ACTIVITY |
Your task is to output, without alteration, each line from the one containing "assert_eq!(handler.shuffle_for(UserId::new(1)), 2);" through the final line of the records below.

DATA TO EXAMINE |
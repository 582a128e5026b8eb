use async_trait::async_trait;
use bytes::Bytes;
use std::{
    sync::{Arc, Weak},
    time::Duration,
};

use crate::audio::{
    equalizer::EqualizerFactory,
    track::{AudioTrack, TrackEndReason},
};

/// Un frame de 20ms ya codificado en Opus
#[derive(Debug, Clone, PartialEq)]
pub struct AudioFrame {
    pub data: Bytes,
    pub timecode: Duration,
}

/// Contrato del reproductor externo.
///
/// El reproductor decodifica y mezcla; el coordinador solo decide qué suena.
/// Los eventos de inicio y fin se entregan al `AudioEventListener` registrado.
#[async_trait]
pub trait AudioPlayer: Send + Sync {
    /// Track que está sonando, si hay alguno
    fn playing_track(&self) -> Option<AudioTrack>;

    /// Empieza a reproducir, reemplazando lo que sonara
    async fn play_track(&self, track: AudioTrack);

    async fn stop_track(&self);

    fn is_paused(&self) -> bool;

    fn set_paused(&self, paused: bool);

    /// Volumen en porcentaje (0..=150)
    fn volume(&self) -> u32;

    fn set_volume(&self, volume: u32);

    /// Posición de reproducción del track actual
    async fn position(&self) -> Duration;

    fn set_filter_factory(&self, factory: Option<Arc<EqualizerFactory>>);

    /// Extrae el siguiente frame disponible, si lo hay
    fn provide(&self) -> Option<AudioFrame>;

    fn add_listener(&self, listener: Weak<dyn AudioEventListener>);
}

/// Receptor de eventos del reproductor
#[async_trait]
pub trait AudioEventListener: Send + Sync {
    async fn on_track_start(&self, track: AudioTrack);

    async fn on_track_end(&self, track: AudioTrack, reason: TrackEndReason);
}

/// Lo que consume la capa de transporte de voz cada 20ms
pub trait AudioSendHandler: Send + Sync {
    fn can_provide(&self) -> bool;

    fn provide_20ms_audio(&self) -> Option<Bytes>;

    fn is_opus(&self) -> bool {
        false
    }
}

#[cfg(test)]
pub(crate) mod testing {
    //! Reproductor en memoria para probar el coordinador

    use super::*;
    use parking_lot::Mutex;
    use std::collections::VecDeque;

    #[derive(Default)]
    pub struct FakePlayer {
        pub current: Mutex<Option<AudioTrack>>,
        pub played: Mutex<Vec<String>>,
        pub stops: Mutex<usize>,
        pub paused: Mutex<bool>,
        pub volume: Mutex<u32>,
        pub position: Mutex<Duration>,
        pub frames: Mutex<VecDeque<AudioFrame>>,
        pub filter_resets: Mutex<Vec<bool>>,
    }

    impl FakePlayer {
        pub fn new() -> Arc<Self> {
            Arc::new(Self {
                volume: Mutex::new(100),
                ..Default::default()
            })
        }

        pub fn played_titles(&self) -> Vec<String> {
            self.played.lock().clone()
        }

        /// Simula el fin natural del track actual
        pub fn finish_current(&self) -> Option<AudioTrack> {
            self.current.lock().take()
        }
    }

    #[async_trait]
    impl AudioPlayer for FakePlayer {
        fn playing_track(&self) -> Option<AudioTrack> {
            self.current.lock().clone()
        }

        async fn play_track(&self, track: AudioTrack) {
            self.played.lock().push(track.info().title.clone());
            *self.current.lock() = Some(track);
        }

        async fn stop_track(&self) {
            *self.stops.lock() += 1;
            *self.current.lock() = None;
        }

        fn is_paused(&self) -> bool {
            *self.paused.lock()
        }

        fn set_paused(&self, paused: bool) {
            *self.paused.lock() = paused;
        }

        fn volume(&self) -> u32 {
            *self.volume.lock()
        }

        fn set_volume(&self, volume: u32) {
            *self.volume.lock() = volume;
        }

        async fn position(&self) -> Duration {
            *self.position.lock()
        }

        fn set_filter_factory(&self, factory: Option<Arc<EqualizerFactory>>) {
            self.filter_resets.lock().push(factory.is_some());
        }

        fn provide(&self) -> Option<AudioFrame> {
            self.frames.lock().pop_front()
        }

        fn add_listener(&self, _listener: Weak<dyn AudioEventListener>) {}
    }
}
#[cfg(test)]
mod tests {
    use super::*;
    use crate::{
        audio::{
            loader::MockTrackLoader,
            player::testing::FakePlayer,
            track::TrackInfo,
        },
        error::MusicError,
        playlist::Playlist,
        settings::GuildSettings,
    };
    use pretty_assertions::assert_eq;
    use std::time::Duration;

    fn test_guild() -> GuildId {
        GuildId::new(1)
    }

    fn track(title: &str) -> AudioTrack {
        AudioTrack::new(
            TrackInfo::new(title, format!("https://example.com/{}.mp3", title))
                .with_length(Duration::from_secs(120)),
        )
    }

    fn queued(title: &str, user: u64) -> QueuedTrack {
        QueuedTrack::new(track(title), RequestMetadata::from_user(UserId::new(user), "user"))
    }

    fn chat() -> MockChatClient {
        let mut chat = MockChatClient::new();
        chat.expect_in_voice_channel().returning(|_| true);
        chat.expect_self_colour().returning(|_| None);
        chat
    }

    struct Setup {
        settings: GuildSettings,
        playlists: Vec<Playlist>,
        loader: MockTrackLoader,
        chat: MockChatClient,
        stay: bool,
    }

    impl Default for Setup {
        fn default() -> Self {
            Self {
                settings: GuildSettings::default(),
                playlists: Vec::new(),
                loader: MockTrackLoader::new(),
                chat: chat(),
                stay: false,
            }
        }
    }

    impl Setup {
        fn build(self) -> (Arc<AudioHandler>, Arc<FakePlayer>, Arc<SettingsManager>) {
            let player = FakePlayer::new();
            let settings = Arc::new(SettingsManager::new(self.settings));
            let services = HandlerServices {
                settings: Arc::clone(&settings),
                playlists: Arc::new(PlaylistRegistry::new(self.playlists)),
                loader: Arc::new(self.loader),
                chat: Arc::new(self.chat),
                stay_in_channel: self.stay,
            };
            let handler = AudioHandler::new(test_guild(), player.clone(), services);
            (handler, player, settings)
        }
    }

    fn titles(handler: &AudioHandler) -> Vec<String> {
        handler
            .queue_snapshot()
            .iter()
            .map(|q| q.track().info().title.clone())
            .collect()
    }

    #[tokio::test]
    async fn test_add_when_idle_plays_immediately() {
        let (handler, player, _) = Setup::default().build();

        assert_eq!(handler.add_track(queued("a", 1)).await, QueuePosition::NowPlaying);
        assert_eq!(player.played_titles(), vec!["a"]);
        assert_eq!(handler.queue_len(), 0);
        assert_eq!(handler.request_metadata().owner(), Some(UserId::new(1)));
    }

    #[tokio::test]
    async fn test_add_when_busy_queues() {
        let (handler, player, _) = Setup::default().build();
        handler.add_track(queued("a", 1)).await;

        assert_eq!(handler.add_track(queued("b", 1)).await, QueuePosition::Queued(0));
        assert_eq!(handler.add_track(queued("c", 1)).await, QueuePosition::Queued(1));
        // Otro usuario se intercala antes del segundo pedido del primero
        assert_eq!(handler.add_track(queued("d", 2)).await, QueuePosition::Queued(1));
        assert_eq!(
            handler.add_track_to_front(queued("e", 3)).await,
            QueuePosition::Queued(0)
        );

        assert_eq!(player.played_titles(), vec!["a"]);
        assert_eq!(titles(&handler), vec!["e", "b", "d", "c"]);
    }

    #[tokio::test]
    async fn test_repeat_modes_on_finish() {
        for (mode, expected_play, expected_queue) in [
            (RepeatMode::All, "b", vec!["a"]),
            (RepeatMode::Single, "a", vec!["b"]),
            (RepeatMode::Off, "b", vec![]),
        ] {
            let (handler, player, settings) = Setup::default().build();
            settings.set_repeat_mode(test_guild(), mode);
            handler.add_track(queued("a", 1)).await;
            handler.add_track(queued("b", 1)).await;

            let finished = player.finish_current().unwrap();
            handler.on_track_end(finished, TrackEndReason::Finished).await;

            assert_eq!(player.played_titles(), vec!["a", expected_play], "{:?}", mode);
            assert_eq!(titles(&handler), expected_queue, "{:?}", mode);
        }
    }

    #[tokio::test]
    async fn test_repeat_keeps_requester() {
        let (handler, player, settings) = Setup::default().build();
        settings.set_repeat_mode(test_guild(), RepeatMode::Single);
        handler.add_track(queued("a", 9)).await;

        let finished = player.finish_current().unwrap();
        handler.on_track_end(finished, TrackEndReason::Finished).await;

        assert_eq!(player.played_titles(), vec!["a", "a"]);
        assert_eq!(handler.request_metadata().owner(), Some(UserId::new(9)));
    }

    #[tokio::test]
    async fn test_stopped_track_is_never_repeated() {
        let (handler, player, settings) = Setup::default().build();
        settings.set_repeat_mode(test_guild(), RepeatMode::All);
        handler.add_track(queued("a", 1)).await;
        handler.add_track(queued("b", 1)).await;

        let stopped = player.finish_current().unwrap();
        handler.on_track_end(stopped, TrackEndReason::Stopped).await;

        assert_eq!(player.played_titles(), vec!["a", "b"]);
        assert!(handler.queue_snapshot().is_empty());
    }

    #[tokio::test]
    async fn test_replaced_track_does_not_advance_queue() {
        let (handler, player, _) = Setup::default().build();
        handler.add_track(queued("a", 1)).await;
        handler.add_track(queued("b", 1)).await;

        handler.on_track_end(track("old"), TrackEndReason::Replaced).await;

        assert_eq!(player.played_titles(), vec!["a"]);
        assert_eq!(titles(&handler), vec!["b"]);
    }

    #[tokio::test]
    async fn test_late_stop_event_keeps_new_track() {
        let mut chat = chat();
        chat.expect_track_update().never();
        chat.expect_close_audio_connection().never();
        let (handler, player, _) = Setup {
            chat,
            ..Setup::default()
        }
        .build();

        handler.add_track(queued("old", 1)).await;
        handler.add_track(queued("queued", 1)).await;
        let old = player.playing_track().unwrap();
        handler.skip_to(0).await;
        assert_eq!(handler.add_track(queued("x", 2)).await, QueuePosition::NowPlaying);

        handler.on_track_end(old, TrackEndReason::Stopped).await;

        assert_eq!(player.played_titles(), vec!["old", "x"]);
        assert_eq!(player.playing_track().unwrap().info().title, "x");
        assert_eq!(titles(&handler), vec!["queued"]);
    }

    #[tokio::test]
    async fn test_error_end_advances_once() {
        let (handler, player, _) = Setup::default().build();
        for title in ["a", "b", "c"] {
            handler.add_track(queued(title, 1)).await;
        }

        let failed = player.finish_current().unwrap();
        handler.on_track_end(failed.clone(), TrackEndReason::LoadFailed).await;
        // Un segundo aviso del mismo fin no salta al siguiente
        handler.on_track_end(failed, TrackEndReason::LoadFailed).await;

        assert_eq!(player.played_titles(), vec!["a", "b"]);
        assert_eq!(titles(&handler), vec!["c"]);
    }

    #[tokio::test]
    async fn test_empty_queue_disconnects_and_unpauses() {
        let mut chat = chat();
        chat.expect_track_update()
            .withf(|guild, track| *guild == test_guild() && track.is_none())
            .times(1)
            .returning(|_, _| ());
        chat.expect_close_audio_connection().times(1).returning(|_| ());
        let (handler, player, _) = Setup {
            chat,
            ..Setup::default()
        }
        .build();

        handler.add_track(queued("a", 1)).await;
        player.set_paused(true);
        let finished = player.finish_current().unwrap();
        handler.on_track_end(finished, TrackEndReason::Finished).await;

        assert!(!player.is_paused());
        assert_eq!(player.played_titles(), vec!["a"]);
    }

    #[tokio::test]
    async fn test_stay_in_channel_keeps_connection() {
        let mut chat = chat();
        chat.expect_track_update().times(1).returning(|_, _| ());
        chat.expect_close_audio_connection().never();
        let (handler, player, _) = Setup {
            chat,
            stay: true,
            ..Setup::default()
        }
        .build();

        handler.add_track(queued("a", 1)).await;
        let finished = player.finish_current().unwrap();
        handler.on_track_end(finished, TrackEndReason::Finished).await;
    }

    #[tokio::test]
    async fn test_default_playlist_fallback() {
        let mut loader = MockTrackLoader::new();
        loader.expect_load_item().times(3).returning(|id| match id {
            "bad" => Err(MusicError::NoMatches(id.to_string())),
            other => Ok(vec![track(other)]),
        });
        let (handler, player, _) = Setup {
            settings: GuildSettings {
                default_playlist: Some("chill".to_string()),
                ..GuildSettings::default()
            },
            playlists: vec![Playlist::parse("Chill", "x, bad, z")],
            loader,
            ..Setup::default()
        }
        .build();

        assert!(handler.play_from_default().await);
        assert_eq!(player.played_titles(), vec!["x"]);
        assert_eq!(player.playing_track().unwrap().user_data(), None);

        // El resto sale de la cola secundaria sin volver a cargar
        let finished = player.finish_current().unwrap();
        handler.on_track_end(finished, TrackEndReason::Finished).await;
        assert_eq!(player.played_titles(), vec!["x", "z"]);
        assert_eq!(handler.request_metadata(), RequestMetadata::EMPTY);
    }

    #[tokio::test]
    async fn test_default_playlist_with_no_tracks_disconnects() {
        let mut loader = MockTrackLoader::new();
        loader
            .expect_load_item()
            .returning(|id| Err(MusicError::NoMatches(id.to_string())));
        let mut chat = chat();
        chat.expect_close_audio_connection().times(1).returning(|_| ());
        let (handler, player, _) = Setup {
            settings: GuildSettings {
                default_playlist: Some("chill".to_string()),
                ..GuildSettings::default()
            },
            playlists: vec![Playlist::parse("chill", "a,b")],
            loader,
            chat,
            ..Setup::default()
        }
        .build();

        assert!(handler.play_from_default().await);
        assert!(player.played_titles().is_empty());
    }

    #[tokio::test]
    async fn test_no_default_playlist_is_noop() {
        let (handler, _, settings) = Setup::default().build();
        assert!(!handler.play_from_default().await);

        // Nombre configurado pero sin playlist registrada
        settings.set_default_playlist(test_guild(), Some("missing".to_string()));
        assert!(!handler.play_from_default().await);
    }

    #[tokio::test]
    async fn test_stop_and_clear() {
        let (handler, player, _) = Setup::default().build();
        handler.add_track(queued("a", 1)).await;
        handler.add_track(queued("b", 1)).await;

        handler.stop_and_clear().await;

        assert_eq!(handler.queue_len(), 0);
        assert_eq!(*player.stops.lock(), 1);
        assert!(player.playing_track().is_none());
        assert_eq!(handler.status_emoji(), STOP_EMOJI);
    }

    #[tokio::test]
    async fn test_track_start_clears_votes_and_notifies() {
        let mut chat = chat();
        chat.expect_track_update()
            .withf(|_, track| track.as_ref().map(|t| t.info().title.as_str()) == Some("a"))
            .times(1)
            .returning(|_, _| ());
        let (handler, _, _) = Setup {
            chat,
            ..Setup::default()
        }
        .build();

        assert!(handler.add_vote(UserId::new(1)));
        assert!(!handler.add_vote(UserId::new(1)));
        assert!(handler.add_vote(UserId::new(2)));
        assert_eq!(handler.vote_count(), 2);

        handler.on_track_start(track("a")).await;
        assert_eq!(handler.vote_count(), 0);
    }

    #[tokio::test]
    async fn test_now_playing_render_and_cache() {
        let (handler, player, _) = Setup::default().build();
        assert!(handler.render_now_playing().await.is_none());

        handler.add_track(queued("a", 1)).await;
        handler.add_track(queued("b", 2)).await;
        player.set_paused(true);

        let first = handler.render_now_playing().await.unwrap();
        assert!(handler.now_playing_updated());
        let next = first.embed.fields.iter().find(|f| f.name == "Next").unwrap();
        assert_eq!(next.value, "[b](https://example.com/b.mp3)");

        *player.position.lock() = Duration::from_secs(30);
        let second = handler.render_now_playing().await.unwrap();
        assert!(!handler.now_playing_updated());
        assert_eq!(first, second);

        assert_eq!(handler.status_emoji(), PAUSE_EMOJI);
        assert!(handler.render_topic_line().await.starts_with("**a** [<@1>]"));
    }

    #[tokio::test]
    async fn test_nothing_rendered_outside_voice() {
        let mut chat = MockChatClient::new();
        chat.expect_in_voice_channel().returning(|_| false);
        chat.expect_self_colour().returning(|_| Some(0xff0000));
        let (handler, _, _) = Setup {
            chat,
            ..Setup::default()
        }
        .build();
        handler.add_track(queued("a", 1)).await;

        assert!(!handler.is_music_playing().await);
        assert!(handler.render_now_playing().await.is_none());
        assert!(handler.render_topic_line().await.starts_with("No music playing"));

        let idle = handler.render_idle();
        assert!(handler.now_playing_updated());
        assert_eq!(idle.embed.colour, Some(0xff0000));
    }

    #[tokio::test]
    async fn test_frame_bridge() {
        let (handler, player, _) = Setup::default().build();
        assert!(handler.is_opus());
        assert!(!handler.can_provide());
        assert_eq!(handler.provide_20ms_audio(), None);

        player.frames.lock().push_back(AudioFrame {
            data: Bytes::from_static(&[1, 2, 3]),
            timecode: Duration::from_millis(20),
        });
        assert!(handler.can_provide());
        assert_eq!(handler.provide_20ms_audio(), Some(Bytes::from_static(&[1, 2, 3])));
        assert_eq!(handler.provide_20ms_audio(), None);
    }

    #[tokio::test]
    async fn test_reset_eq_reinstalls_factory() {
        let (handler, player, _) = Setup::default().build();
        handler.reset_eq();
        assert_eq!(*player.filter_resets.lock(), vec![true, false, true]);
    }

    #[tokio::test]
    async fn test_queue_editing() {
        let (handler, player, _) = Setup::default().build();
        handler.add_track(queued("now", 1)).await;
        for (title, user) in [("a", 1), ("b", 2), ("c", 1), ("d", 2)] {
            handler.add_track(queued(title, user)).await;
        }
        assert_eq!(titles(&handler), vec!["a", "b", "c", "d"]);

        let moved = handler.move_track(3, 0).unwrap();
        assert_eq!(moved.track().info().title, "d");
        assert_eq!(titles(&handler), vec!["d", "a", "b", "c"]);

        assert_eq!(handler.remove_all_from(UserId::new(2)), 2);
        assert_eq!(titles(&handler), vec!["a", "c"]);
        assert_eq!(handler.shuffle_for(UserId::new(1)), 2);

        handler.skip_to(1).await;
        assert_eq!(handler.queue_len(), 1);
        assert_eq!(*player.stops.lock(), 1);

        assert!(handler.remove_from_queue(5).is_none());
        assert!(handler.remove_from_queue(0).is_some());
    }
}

RESPONSE TO THIS TASK |
        assert_eq!(handler.shuffle_for(UserId::new(1)), 2);

        handler.skip_to(1).await;
        assert_eq!(handler.queue_len(), 1);
        assert_eq!(*player.stops.lock(), 1);

        assert!(handler.remove_from_queue(5).is_none());
        assert!(handler.remove_from_queue(0).is_some());
    }
}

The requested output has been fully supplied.